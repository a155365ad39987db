//! Minimal lexer for the internal front end (see `SPEC_FULL.md` §0.1). Not
//! part of the in-scope core -- it only exists so the CLI and integration
//! tests have something to hand the annotator.

use crate::error::ParseError;

#[derive(Debug, Clone, PartialEq, Eq)]
pub enum Tok {
    Ident(String),
    Int(i32),
    Str(Vec<u8>),
    Var,
    Proc,
    Out,
    Inout,
    In,
    Skip,
    Fail,
    Abort,
    Do,
    Od,
    Til,
    Or,
    TilEnd,
    End,
    LParen,
    RParen,
    Comma,
    Semi,
    Assign,
    Bar,
    Arrow,
    AndAnd,
    OrOr,
    Eq,
    Neq,
    Lt,
    Le,
    Gt,
    Ge,
    Plus,
    Minus,
    Star,
    Slash,
    Percent,
    Bang,
    Eof,
}

#[derive(Debug, Clone)]
pub struct Spanned {
    pub tok: Tok,
    pub line: u32,
}

pub fn lex(src: &str) -> Result<Vec<Spanned>, ParseError> {
    let mut out = Vec::new();
    let chars: Vec<char> = src.chars().collect();
    let mut i = 0usize;
    let mut line = 1u32;

    while i < chars.len() {
        let c = chars[i];
        match c {
            ' ' | '\t' | '\r' => {
                i += 1;
            }
            '\n' => {
                line += 1;
                i += 1;
            }
            '#' => {
                while i < chars.len() && chars[i] != '\n' {
                    i += 1;
                }
            }
            '(' => {
                out.push(Spanned { tok: Tok::LParen, line });
                i += 1;
            }
            ')' => {
                out.push(Spanned { tok: Tok::RParen, line });
                i += 1;
            }
            ',' => {
                out.push(Spanned { tok: Tok::Comma, line });
                i += 1;
            }
            ';' => {
                out.push(Spanned { tok: Tok::Semi, line });
                i += 1;
            }
            '|' => {
                out.push(Spanned { tok: Tok::Bar, line });
                i += 1;
            }
            '+' => {
                out.push(Spanned { tok: Tok::Plus, line });
                i += 1;
            }
            '*' => {
                out.push(Spanned { tok: Tok::Star, line });
                i += 1;
            }
            '/' => {
                out.push(Spanned { tok: Tok::Slash, line });
                i += 1;
            }
            '%' => {
                out.push(Spanned { tok: Tok::Percent, line });
                i += 1;
            }
            ':' => {
                if chars.get(i + 1) == Some(&'=') {
                    out.push(Spanned { tok: Tok::Assign, line });
                    i += 2;
                } else {
                    return Err(ParseError::UnexpectedChar(c, line));
                }
            }
            '-' => {
                if chars.get(i + 1) == Some(&'>') {
                    out.push(Spanned { tok: Tok::Arrow, line });
                    i += 2;
                } else {
                    out.push(Spanned { tok: Tok::Minus, line });
                    i += 1;
                }
            }
            '&' => {
                if chars.get(i + 1) == Some(&'&') {
                    out.push(Spanned { tok: Tok::AndAnd, line });
                    i += 2;
                } else {
                    return Err(ParseError::UnexpectedChar(c, line));
                }
            }
            '!' => {
                if chars.get(i + 1) == Some(&'=') {
                    out.push(Spanned { tok: Tok::Neq, line });
                    i += 2;
                } else {
                    out.push(Spanned { tok: Tok::Bang, line });
                    i += 1;
                }
            }
            '=' => {
                out.push(Spanned { tok: Tok::Eq, line });
                i += 1;
            }
            '<' => {
                if chars.get(i + 1) == Some(&'=') {
                    out.push(Spanned { tok: Tok::Le, line });
                    i += 2;
                } else {
                    out.push(Spanned { tok: Tok::Lt, line });
                    i += 1;
                }
            }
            '>' => {
                if chars.get(i + 1) == Some(&'=') {
                    out.push(Spanned { tok: Tok::Ge, line });
                    i += 2;
                } else {
                    out.push(Spanned { tok: Tok::Gt, line });
                    i += 1;
                }
            }
            '0'..='9' => {
                let start = i;
                while i < chars.len() && chars[i].is_ascii_digit() {
                    i += 1;
                }
                let text: String = chars[start..i].iter().collect();
                let value = text
                    .parse::<i32>()
                    .map_err(|_| ParseError::InvalidIntLiteral(text, line))?;
                out.push(Spanned { tok: Tok::Int(value), line });
            }
            '"' => {
                i += 1;
                let mut bytes = Vec::new();
                loop {
                    match chars.get(i) {
                        None => return Err(ParseError::UnterminatedString(line)),
                        Some('"') => {
                            i += 1;
                            break;
                        }
                        Some('\\') => {
                            let esc = chars.get(i + 1).ok_or(ParseError::UnterminatedString(line))?;
                            let byte = match esc {
                                'n' => b'\n',
                                't' => b'\t',
                                '\\' => b'\\',
                                '"' => b'"',
                                other => *other as u8,
                            };
                            bytes.push(byte);
                            i += 2;
                        }
                        Some(ch) => {
                            bytes.push(*ch as u8);
                            i += 1;
                        }
                    }
                }
                out.push(Spanned { tok: Tok::Str(bytes), line });
            }
            c if c.is_alphabetic() || c == '_' => {
                let start = i;
                while i < chars.len() && (chars[i].is_alphanumeric() || chars[i] == '_') {
                    i += 1;
                }
                let text: String = chars[start..i].iter().collect();
                let tok = match text.as_str() {
                    "var" => Tok::Var,
                    "proc" => Tok::Proc,
                    "out" => Tok::Out,
                    "inout" => Tok::Inout,
                    "in" => Tok::In,
                    "skip" => Tok::Skip,
                    "fail" => Tok::Fail,
                    "abort" => Tok::Abort,
                    "do" => Tok::Do,
                    "od" => Tok::Od,
                    "til" => Tok::Til,
                    "or" => Tok::Or,
                    "tilend" => Tok::TilEnd,
                    "end" => Tok::End,
                    _ => Tok::Ident(text),
                };
                out.push(Spanned { tok, line });
            }
            other => return Err(ParseError::UnexpectedChar(other, line)),
        }
    }
    out.push(Spanned { tok: Tok::Eof, line });
    Ok(out)
}

#[cfg(test)]
mod tests {
    use super::*;

    #[test]
    fn lexes_a_minimal_program() {
        let toks = lex("proc Main() do Rd(c) -> Wr(c) od").unwrap();
        assert_eq!(toks.first().unwrap().tok, Tok::Proc);
        assert_eq!(toks.last().unwrap().tok, Tok::Eof);
    }

    #[test]
    fn lexes_string_escapes() {
        let toks = lex("\"a\\nb\"").unwrap();
        assert_eq!(toks[0].tok, Tok::Str(vec![b'a', b'\n', b'b']));
    }

    #[test]
    fn tracks_line_numbers() {
        let toks = lex("skip\nfail").unwrap();
        assert_eq!(toks[0].line, 1);
        assert_eq!(toks[1].line, 2);
    }
}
---*---
# TASK INSTRUCTIONS
Please reproduce each record precisely as written.

# YOUR RESPONSE
repository a155365ad39987db
//! Minimal lexer for the internal front end (see `SPEC_FULL.md` §0.1). Not
//! part of the in-scope core -- it only exists so the CLI and integration
//! tests have something to hand the annotator.

use crate::error::ParseError;

#[derive(Debug, Clone, PartialEq, Eq)]
pub enum Tok {
    Ident(String),
    Int(i32),
    Str(Vec<u8>),
    Var,
    Proc,
    Out,
    Inout,
    In,
    Skip,
    Fail,
    Abort,
    Do,
    Od,
    Til,
    Or,
    TilEnd,
    End,
    LParen,
    RParen,
    Comma,
    Semi,
    Assign,
    Bar,
    Arrow,
    AndAnd,
    OrOr,
    Eq,
    Neq,
    Lt,
    Le,
    Gt,
    Ge,
    Plus,
    Minus,
    Star,
    Slash,
    Percent,
    Bang,
    Eof,
}

#[derive(Debug, Clone)]
pub struct Spanned {
    pub tok: Tok,
    pub line: u32,
}

pub fn lex(src: &str) -> Result<Vec<Spanned>, ParseError> {
    let mut out = Vec::new();
    let chars: Vec<char> = src.chars().collect();
    let mut i = 0usize;
    let mut line = 1u32;

    while i < chars.len() {
        let c = chars[i];
        match c {
            ' ' | '\t' | '\r' => {
                i += 1;
            }
            '\n' => {
                line += 1;
                i += 1;
            }
            '#' => {
                while i < chars.len() && chars[i] != '\n' {
                    i += 1;
                }
            }
            '(' => {
                out.push(Spanned { tok: Tok::LParen, line });
                i += 1;
            }
            ')' => {
                out.push(Spanned { tok: Tok::RParen, line });
                i += 1;
            }
            ',' => {
                out.push(Spanned { tok: Tok::Comma, line });
                i += 1;
            }
            ';' => {
                out.push(Spanned { tok: Tok::Semi, line });
                i += 1;
            }
            '|' => {
                out.push(Spanned { tok: Tok::Bar, line });
                i += 1;
            }
            '+' => {
                out.push(Spanned { tok: Tok::Plus, line });
                i += 1;
            }
            '*' => {
                out.push(Spanned { tok: Tok::Star, line });
                i += 1;
            }
            '/' => {
                out.push(Spanned { tok: Tok::Slash, line });
                i += 1;
            }
            '%' => {
                out.push(Spanned { tok: Tok::Percent, line });
                i += 1;
            }
            ':' => {
                if chars.get(i + 1) == Some(&'=') {
                    out.push(Spanned { tok: Tok::Assign, line });
                    i += 2;
                } else {
                    return Err(ParseError::UnexpectedChar(c, line));
                }
            }
            '-' => {
                if chars.get(i + 1) == Some(&'>') {
                    out.push(Spanned { tok: Tok::Arrow, line });
                    i += 2;
                } else {
                    out.push(Spanned { tok: Tok::Minus, line });
                    i += 1;
                }
            }
            '&' => {
                if chars.get(i + 1) == Some(&'&') {
                    out.push(Spanned { tok: Tok::AndAnd, line });
                    i += 2;
                } else {
                    return Err(ParseError::UnexpectedChar(c, line));
                }
            }
            '!' => {
                if chars.get(i + 1) == Some(&'=') {
                    out.push(Spanned { tok: Tok::Neq, line });
                    i += 2;
                } else {
                    out.push(Spanned { tok: Tok::Bang, line });
                    i += 1;
                }
            }
            '=' => {
                out.push(Spanned { tok: Tok::Eq, line });
                i += 1;
            }
            '<' => {
                if chars.get(i + 1) == Some(&'=') {
                    out.push(Spanned { tok: Tok::Le, line });
                    i += 2;
                } else {
                    out.push(Spanned { tok: Tok::Lt, line });
                    i += 1;
                }
            }
            '>' => {
                if chars.get(i + 1) == Some(&'=') {
                    out.push(Spanned { tok: Tok::Ge, line });
                    i += 2;
                } else {
                    out.push(Spanned { tok: Tok::Gt, line });
                    i += 1;
                }
            }
            '0'..='9' => {
                let start = i;
                while i < chars.len() && chars[i].is_ascii_digit() {
                    i += 1;
                }
                let text: String = chars[start..i].iter().collect();
                let value = text
                    .parse::<i32>()
                    .map_err(|_| ParseError::InvalidIntLiteral(text, line))?;
                out.push(Spanned { tok: Tok::Int(value), line });
            }
            '"' => {
                i += 1;
                let mut bytes = Vec::new();
                loop {
                    match chars.get(i) {
                        None => return Err(ParseError::UnterminatedString(line)),
                        Some('"') => {
                            i += 1;
                            break;
                        }
                        Some('\\') => {
                            let esc = chars.get(i + 1).ok_or(ParseError::UnterminatedString(line))?;
                            let byte = match esc {
                                'n' => b'\n',
                                't' => b'\t',
                                '\\' => b'\\',
                                '"' => b'"',
                                other => *other as u8,
                            };
                            bytes.push(byte);
                            i += 2;
                        }
                        Some(ch) => {
                            bytes.push(*ch as u8);
                            i += 1;
                        }
                    }
                }
                out.push(Spanned { tok: Tok::Str(bytes), line });
            }
            c if c.is_alphabetic() || c == '_' => {
                let start = i;
                while i < chars.len() && (chars[i].is_alphanumeric() || chars[i] == '_') {
                    i += 1;
                }
                let text: String = chars[start..i].iter().collect();
                let tok = match text.as_str() {
                    "var" => Tok::Var,
                    "proc" => Tok::Proc,
                    "out" => Tok::Out,
                    "inout" => Tok::Inout,
                    "in" => Tok::In,
                    "skip" => Tok::Skip,
                    "fail" => Tok::Fail,
                    "abort" => Tok::Abort,
                    "do" => Tok::Do,
                    "od" => Tok::Od,
                    "til" => Tok::Til,
                    "or" => Tok::Or,
                    "tilend" => Tok::TilEnd,
                    "end" => Tok::End,
                    _ => Tok::Ident(text),
                };
                out.push(Spanned { tok, line });
            }
            other => return Err(ParseError::UnexpectedChar(other, line)),
        }
    }
    out.push(Spanned { tok: Tok::Eof, line });
    Ok(out)
}

#[cfg(test)]
mod tests {
    use super::*;

    #[test]
    fn lexes_a_minimal_program() {
        let toks = lex("proc Main() do Rd(c) -> Wr(c) od").unwrap();
        assert_eq!(toks.first().unwrap().tok, Tok::Proc);
        assert_eq!(toks.last().unwrap().tok, Tok::Eof);
    }

    #[test]
    fn lexes_string_escapes() {
        let toks = lex("\"a\\nb\"").unwrap();
        assert_eq!(toks[0].tok, Tok::Str(vec![b'a', b'\n', b'b']));
    }

    #[test]
    fn tracks_line_numbers() {
        let toks = lex("skip\nfail").unwrap();
        assert_eq!(toks[0].line, 1);
        assert_eq!(toks[1].line, 2);
    }
}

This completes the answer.